// backendtool/src/appsync/create.rs
use anyhow::{Context, Result};
use aws_sdk_appsync::primitives::Blob;
use aws_sdk_appsync::types::{AuthenticationType, DataSourceType, DynamodbDataSourceConfig};
use aws_sdk_dynamodb::types::{
    AttributeDefinition, KeySchemaElement, KeyType, ProvisionedThroughput, ScalarAttributeType,
};
use std::path::Path;
use uuid::Uuid;

use crate::appsync::diff::TableSpec;
use crate::appsync::manager::{self, AppSyncInfo, AppSyncSettings, DataSourceSetting};
use crate::appsync::{retrieve, role, wait};
use crate::backend::{AwsClients, BackendHandle, console_url};
use crate::config::AwsConfig;
use crate::errors::AppError;
use crate::project;

/// Creates a new backend from the project's feature spec.
pub async fn run(project_path: &Path, aws: &AwsConfig) -> Result<BackendHandle> {
    let settings =
        manager::get_settings(project_path).context("Failed to load the appsync feature settings")?;
    let api_name = settings.api_name.clone();
    run_pipeline(project_path, aws, settings, api_name).await
}

/// Creates a new backend based on the existing local spec, under a fresh
/// name so it cannot collide with the original.
pub async fn run_clone(project_path: &Path, aws: &AwsConfig) -> Result<BackendHandle> {
    let settings =
        manager::get_settings(project_path).context("Failed to load the appsync feature settings")?;
    let api_name = format!("{}-{}", settings.api_name, short_suffix());
    println!("🔄 Cloning the local backend spec into new backend {}...", api_name);
    run_pipeline(project_path, aws, settings, api_name).await
}

fn short_suffix() -> String {
    let id = Uuid::new_v4().simple().to_string();
    id[..8].to_string()
}

async fn run_pipeline(
    project_path: &Path,
    aws: &AwsConfig,
    settings: AppSyncSettings,
    api_name: String,
) -> Result<BackendHandle> {
    let schema = manager::get_schema(project_path).context("Failed to read the graphql schema")?;
    let clients = AwsClients::connect(aws).await;

    println!("🚀 Creating backend {}...", api_name);

    // DynamoDB tables back the data sources, so they come first.
    let mut table_arns = Vec::new();
    for data_source in &settings.data_sources {
        if data_source.is_dynamodb() {
            let table = data_source.table.as_ref().ok_or_else(|| {
                AppError::Backend(format!(
                    "data source {} has no table spec",
                    data_source.name
                ))
            })?;
            table_arns.push(ensure_ddb_table(&clients.dynamodb, table).await?);
        }
    }

    let role_arn = if settings.data_sources.iter().any(|d| d.is_dynamodb()) {
        let arn = role::ensure_service_role(&clients.iam, &api_name).await?;
        role::put_role_policy(&clients.iam, &api_name, &table_arns).await?;
        Some(arn)
    } else {
        None
    };

    let create_api_output = clients
        .appsync
        .create_graphql_api()
        .name(&api_name)
        .authentication_type(AuthenticationType::from(
            settings.authentication_type.as_str(),
        ))
        .send()
        .await
        .context("Failed to create the graphql api")?;
    let graphql_api = create_api_output
        .graphql_api()
        .ok_or_else(|| AppError::Backend("create_graphql_api returned no api".to_string()))?;
    let api_id = graphql_api.api_id().unwrap_or_default().to_string();
    let graphql_endpoint = graphql_api
        .uris()
        .and_then(|uris| uris.get("GRAPHQL"))
        .cloned()
        .unwrap_or_default();
    println!("✓ Created graphql api {} (api id: {}).", api_name, api_id);

    clients
        .appsync
        .start_schema_creation()
        .api_id(&api_id)
        .definition(Blob::new(schema.into_bytes()))
        .send()
        .await
        .context("Failed to start schema creation")?;
    wait::wait_for_schema_creation(&clients.appsync, &api_id).await?;
    println!("✓ Schema created.");

    for data_source in &settings.data_sources {
        create_data_source(&clients, &api_id, data_source, role_arn.as_deref()).await?;
    }

    for resolver in &settings.resolvers {
        let request = manager::get_mapping(project_path, &resolver.request_mapping_template)?;
        let response = manager::get_mapping(project_path, &resolver.response_mapping_template)?;
        clients
            .appsync
            .create_resolver()
            .api_id(&api_id)
            .type_name(&resolver.type_name)
            .field_name(&resolver.field_name)
            .data_source_name(&resolver.data_source_name)
            .request_mapping_template(request)
            .response_mapping_template(response)
            .send()
            .await
            .with_context(|| {
                format!(
                    "Failed to create resolver {}.{}",
                    resolver.type_name, resolver.field_name
                )
            })?;
        println!(
            "✓ Created resolver {}.{}.",
            resolver.type_name, resolver.field_name
        );
    }

    let api_key = if settings.authentication_type == manager::DEFAULT_AUTHENTICATION_TYPE {
        let output = clients
            .appsync
            .create_api_key()
            .api_id(&api_id)
            .send()
            .await
            .context("Failed to create the api key")?;
        output
            .api_key()
            .and_then(|key| key.id())
            .unwrap_or_default()
            .to_string()
    } else {
        String::new()
    };

    let now = project::now_timestamp();
    let info = AppSyncInfo {
        api_id: api_id.clone(),
        name: api_name.clone(),
        graphql_endpoint,
        region: clients.region.clone(),
        authentication_type: settings.authentication_type.clone(),
        api_key,
        creation_time: now.clone(),
        last_update_time: now.clone(),
        last_sync_time: now.clone(),
    };
    manager::update_appsync_info(project_path, &info)?;

    retrieve::sync_current_backend_info(project_path, &clients, &api_id).await?;

    println!("✅ Backend {} created.", api_name);
    Ok(BackendHandle {
        project_id: api_id.clone(),
        name: api_name,
        creation_time: now.clone(),
        last_updated_time: now,
        console_url: console_url(&clients.region, &api_id),
    })
}

/// Creates the table described by the spec, reusing it when it already
/// exists. Returns the table ARN.
pub(crate) async fn ensure_ddb_table(
    client: &aws_sdk_dynamodb::Client,
    spec: &TableSpec,
) -> Result<String> {
    if let Ok(existing) = client
        .describe_table()
        .table_name(&spec.table_name)
        .send()
        .await
    {
        if let Some(table) = existing.table() {
            println!("Table {} already exists, reusing it.", spec.table_name);
            return Ok(table.table_arn().unwrap_or_default().to_string());
        }
    }

    let mut attribute_definitions = Vec::new();
    for attr in &spec.attribute_definitions {
        attribute_definitions.push(
            AttributeDefinition::builder()
                .attribute_name(&attr.attribute_name)
                .attribute_type(ScalarAttributeType::from(attr.attribute_type.as_str()))
                .build()
                .with_context(|| format!("Invalid attribute definition on {}", spec.table_name))?,
        );
    }
    let mut key_schema = Vec::new();
    for key in &spec.key_schema {
        key_schema.push(
            KeySchemaElement::builder()
                .attribute_name(&key.attribute_name)
                .key_type(KeyType::from(key.key_type.as_str()))
                .build()
                .with_context(|| format!("Invalid key schema element on {}", spec.table_name))?,
        );
    }

    let output = client
        .create_table()
        .table_name(&spec.table_name)
        .set_attribute_definitions(Some(attribute_definitions))
        .set_key_schema(Some(key_schema))
        .provisioned_throughput(
            ProvisionedThroughput::builder()
                .read_capacity_units(spec.read_capacity_units)
                .write_capacity_units(spec.write_capacity_units)
                .build()
                .with_context(|| format!("Invalid provisioned throughput on {}", spec.table_name))?,
        )
        .send()
        .await
        .with_context(|| format!("Failed to create dynamoDB table {}", spec.table_name))?;

    println!("✓ Created dynamoDB table {}.", spec.table_name);
    Ok(output
        .table_description()
        .and_then(|t| t.table_arn())
        .unwrap_or_default()
        .to_string())
}

pub(crate) async fn create_data_source(
    clients: &AwsClients,
    api_id: &str,
    data_source: &DataSourceSetting,
    role_arn: Option<&str>,
) -> Result<()> {
    let mut request = clients
        .appsync
        .create_data_source()
        .api_id(api_id)
        .name(&data_source.name)
        .r#type(DataSourceType::from(data_source.source_type.as_str()));
    if let Some(description) = &data_source.description {
        request = request.description(description);
    }
    if data_source.is_dynamodb() {
        let table = data_source.table.as_ref().ok_or_else(|| {
            AppError::Backend(format!(
                "data source {} has no table spec",
                data_source.name
            ))
        })?;
        let role_arn = role_arn.ok_or_else(|| {
            AppError::Backend(format!(
                "no service role available for data source {}",
                data_source.name
            ))
        })?;
        request = request.service_role_arn(role_arn).dynamodb_config(
            DynamodbDataSourceConfig::builder()
                .table_name(&table.table_name)
                .aws_region(&clients.region)
                .use_caller_credentials(false)
                .build()
                .with_context(|| {
                    format!("Invalid dynamoDB config on data source {}", data_source.name)
                })?,
        );
    }

    request
        .send()
        .await
        .with_context(|| format!("Failed to create data source {}", data_source.name))?;
    println!("✓ Created data source {}.", data_source.name);
    Ok(())
}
__________________________________________________
▸ WORK ITEM: Lines from the entries that contain the string "region" must be found and copied.

▸ EXERCISE SOLUTION:
        region: clients.region.clone(),
        console_url: console_url(&clients.region, &api_id),
                .aws_region(&clients.region)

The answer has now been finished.